→ What is being asked
Return all the lines below in which the string "after" appears.

(Saved data entries)
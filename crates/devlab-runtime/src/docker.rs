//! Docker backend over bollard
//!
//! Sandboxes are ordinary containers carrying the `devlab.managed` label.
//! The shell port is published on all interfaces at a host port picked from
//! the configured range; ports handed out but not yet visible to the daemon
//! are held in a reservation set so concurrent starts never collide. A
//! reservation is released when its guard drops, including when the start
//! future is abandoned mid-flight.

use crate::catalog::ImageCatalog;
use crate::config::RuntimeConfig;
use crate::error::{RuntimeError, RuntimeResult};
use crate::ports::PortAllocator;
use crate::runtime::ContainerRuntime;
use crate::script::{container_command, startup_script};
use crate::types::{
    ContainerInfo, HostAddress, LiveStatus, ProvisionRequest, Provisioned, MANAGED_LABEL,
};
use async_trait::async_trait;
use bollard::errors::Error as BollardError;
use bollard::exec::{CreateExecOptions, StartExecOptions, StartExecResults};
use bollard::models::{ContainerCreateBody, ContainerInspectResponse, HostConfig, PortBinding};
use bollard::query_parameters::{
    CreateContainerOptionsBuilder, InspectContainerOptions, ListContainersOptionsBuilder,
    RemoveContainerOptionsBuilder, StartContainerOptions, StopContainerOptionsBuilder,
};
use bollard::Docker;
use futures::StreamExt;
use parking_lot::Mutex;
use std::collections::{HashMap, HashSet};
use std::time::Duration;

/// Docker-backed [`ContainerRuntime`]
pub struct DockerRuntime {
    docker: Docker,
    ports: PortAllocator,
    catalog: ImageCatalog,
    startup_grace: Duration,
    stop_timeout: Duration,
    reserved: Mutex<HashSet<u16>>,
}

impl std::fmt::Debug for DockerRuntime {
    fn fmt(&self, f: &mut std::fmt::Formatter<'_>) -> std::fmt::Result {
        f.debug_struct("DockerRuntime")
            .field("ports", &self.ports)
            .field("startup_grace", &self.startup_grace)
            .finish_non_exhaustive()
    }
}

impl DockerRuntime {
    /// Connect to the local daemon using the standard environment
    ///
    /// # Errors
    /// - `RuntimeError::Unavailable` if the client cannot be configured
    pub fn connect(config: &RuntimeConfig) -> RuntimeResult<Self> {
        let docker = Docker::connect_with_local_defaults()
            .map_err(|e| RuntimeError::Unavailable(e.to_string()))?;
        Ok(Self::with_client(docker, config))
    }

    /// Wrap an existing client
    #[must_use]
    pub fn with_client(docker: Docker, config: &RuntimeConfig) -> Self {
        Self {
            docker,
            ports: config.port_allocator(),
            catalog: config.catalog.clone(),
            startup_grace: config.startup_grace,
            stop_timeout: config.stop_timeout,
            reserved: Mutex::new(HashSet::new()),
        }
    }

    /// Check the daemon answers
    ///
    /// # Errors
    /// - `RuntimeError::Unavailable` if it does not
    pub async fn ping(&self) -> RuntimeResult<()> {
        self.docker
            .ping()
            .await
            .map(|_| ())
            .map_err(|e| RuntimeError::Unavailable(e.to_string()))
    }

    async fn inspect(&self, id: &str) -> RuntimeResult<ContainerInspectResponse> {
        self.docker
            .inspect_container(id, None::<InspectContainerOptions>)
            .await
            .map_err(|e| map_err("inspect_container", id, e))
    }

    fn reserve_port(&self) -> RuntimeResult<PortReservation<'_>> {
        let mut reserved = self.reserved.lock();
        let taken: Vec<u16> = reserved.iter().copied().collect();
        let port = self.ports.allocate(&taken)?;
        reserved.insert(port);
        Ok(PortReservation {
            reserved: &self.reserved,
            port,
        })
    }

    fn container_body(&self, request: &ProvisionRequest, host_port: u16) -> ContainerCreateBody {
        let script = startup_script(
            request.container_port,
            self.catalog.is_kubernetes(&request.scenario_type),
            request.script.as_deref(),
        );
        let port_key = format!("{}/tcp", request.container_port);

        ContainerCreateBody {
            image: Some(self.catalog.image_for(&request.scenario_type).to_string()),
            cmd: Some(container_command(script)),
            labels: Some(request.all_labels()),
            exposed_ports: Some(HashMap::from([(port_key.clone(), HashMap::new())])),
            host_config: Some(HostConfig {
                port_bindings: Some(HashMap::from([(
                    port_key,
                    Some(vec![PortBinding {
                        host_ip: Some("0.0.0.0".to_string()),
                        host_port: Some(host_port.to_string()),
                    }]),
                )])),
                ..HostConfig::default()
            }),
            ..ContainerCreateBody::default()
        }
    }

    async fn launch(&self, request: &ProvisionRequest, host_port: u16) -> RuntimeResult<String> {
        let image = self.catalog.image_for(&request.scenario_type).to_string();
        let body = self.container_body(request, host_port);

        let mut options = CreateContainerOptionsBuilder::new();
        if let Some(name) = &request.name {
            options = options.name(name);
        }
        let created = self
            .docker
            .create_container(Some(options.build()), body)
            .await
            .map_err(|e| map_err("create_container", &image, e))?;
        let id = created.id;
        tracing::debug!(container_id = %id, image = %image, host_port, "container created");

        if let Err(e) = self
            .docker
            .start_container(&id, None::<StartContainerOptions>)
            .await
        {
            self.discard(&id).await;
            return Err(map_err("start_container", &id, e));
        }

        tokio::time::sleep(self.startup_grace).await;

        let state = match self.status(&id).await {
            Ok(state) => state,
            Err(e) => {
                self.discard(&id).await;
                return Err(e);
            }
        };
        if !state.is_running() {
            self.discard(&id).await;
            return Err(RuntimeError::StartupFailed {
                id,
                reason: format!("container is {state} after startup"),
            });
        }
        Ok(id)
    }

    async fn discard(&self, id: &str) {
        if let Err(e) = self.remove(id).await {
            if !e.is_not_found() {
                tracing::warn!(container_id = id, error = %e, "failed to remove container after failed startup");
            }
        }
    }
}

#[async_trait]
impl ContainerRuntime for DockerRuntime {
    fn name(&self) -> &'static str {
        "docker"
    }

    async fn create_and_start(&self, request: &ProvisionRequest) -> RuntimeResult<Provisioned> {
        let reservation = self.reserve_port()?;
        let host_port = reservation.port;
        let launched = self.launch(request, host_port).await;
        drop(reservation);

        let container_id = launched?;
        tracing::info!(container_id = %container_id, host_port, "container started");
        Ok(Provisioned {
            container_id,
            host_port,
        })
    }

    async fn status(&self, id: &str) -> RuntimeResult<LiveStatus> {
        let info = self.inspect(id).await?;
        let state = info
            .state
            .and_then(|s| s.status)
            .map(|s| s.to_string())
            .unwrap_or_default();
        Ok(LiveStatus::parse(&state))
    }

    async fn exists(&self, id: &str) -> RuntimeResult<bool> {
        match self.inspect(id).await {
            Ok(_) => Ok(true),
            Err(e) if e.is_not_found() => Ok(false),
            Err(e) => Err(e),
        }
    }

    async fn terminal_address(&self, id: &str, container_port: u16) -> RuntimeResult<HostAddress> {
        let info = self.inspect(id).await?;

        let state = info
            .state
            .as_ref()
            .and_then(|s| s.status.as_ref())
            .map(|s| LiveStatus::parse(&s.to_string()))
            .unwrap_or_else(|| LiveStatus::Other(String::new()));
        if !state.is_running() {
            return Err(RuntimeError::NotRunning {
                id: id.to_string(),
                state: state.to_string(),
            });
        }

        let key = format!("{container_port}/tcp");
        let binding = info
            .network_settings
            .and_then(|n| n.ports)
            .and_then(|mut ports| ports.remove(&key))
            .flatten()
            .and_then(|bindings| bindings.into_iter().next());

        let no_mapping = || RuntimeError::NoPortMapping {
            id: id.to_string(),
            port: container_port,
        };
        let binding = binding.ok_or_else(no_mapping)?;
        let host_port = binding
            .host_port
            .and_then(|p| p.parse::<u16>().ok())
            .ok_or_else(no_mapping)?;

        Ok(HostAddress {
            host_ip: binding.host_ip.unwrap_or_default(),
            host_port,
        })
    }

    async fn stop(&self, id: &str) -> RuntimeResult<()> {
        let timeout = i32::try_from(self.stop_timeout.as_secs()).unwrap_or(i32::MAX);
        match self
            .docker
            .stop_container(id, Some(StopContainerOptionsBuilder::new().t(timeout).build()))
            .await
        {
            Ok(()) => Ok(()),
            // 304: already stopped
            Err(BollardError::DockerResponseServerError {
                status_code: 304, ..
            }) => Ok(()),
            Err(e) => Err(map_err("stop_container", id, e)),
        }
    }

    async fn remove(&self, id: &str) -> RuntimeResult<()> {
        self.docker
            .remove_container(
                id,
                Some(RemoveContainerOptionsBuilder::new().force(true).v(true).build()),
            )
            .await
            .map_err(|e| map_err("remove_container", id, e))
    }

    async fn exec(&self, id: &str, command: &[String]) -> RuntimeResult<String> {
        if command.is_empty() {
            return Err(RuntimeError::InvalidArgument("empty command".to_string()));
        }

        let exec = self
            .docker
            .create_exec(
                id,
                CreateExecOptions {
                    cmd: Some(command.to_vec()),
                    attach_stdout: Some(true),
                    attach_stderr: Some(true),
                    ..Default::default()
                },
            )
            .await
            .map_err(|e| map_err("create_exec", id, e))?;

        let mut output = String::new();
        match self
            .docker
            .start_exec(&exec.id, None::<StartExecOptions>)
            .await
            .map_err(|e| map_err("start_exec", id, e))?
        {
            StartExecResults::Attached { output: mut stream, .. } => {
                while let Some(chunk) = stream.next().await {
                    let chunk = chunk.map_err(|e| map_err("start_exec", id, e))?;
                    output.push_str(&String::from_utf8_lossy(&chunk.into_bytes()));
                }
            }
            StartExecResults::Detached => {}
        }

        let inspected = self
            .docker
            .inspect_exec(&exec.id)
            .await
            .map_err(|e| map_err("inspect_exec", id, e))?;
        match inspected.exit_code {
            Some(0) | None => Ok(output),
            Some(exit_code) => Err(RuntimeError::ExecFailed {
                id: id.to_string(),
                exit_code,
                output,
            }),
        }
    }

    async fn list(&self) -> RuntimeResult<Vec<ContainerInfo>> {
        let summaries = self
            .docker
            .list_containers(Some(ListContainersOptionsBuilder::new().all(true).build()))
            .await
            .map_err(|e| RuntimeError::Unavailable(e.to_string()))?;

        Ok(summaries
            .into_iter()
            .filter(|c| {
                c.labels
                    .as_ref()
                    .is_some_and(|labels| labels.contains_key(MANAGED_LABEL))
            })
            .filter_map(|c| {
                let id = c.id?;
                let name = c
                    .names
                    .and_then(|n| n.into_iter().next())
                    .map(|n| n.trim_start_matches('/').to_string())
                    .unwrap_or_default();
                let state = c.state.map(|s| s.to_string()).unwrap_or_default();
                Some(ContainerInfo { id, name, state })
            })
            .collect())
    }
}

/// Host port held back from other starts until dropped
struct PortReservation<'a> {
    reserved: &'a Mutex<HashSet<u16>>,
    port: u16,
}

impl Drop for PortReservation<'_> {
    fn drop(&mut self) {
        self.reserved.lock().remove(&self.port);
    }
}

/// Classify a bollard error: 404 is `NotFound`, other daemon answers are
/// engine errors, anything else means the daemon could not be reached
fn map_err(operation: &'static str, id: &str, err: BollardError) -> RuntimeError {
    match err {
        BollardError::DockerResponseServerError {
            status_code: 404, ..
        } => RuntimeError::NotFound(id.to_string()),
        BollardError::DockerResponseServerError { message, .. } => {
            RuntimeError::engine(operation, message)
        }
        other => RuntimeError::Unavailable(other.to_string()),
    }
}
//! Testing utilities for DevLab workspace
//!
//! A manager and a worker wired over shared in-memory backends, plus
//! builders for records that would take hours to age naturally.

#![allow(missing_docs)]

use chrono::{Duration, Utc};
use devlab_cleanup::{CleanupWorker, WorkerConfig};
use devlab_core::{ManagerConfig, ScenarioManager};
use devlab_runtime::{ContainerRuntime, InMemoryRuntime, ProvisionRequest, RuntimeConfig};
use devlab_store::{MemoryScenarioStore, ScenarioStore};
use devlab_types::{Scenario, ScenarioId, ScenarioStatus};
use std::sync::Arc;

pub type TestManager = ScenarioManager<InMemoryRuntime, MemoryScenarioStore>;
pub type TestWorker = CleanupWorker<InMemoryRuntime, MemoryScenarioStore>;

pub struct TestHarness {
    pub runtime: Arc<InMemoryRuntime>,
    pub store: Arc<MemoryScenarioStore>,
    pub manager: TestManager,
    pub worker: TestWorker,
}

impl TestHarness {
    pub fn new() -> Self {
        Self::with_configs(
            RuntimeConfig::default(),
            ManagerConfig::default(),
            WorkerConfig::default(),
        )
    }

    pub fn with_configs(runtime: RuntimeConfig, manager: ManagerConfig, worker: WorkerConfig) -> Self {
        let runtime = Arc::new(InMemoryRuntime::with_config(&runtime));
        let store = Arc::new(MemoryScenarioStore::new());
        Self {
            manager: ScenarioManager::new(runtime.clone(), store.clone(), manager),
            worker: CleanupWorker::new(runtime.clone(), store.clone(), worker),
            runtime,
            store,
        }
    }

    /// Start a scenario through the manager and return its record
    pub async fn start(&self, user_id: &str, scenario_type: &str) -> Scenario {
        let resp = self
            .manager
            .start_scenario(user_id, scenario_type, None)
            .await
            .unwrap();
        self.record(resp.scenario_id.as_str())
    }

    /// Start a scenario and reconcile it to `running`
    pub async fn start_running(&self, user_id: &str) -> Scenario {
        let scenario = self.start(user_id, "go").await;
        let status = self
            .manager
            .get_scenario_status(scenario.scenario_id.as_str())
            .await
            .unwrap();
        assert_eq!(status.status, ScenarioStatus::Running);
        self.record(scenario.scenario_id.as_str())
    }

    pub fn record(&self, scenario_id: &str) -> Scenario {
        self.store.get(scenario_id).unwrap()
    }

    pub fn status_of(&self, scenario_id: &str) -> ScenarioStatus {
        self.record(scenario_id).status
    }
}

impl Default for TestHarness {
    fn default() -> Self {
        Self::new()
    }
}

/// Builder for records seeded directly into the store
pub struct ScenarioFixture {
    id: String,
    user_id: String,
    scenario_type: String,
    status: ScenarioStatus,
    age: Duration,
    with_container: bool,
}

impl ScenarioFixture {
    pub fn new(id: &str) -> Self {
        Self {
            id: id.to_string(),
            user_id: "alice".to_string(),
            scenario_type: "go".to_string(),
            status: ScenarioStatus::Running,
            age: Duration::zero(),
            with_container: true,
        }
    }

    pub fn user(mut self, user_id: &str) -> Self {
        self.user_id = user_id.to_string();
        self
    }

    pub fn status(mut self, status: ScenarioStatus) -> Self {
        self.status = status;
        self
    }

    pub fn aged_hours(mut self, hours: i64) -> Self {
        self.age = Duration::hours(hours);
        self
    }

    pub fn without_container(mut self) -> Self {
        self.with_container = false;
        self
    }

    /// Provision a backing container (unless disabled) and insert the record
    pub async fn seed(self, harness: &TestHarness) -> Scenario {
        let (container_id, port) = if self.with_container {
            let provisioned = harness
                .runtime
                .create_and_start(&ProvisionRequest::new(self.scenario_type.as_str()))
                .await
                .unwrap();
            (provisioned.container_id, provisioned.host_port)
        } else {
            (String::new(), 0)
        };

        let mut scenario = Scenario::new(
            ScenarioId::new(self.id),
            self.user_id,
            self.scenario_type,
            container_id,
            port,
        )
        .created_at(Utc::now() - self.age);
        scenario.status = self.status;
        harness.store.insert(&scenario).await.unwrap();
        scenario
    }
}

→ Completed task
                reason: format!("container is {state} after startup"),
                tracing::warn!(container_id = id, error = %e, "failed to remove container after failed startup");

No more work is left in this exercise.